ACTIVITY:
Search the records for the string "current", then copy each line that has it.

PROVIDED DATA:
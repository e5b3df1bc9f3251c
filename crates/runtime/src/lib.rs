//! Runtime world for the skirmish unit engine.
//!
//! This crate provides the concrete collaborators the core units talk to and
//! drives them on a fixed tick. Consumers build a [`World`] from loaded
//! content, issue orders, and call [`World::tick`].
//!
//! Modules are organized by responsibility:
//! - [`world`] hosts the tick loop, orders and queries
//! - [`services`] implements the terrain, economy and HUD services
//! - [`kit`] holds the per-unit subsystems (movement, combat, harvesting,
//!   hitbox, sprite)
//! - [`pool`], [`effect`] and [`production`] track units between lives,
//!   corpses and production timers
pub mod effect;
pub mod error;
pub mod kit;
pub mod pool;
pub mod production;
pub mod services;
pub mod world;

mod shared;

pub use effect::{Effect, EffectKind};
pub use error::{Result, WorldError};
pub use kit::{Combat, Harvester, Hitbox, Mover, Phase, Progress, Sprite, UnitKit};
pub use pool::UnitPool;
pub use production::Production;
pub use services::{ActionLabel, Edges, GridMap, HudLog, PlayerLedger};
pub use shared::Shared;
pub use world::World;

...

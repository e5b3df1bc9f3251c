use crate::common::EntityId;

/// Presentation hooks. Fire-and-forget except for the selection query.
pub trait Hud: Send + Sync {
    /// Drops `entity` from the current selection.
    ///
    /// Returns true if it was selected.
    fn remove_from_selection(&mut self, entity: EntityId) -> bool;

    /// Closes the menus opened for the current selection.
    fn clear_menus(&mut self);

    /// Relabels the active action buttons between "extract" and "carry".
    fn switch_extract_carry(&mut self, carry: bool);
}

FINAL ANSWER:
    /// Drops `entity` from the current selection.
    /// Closes the menus opened for the current selection.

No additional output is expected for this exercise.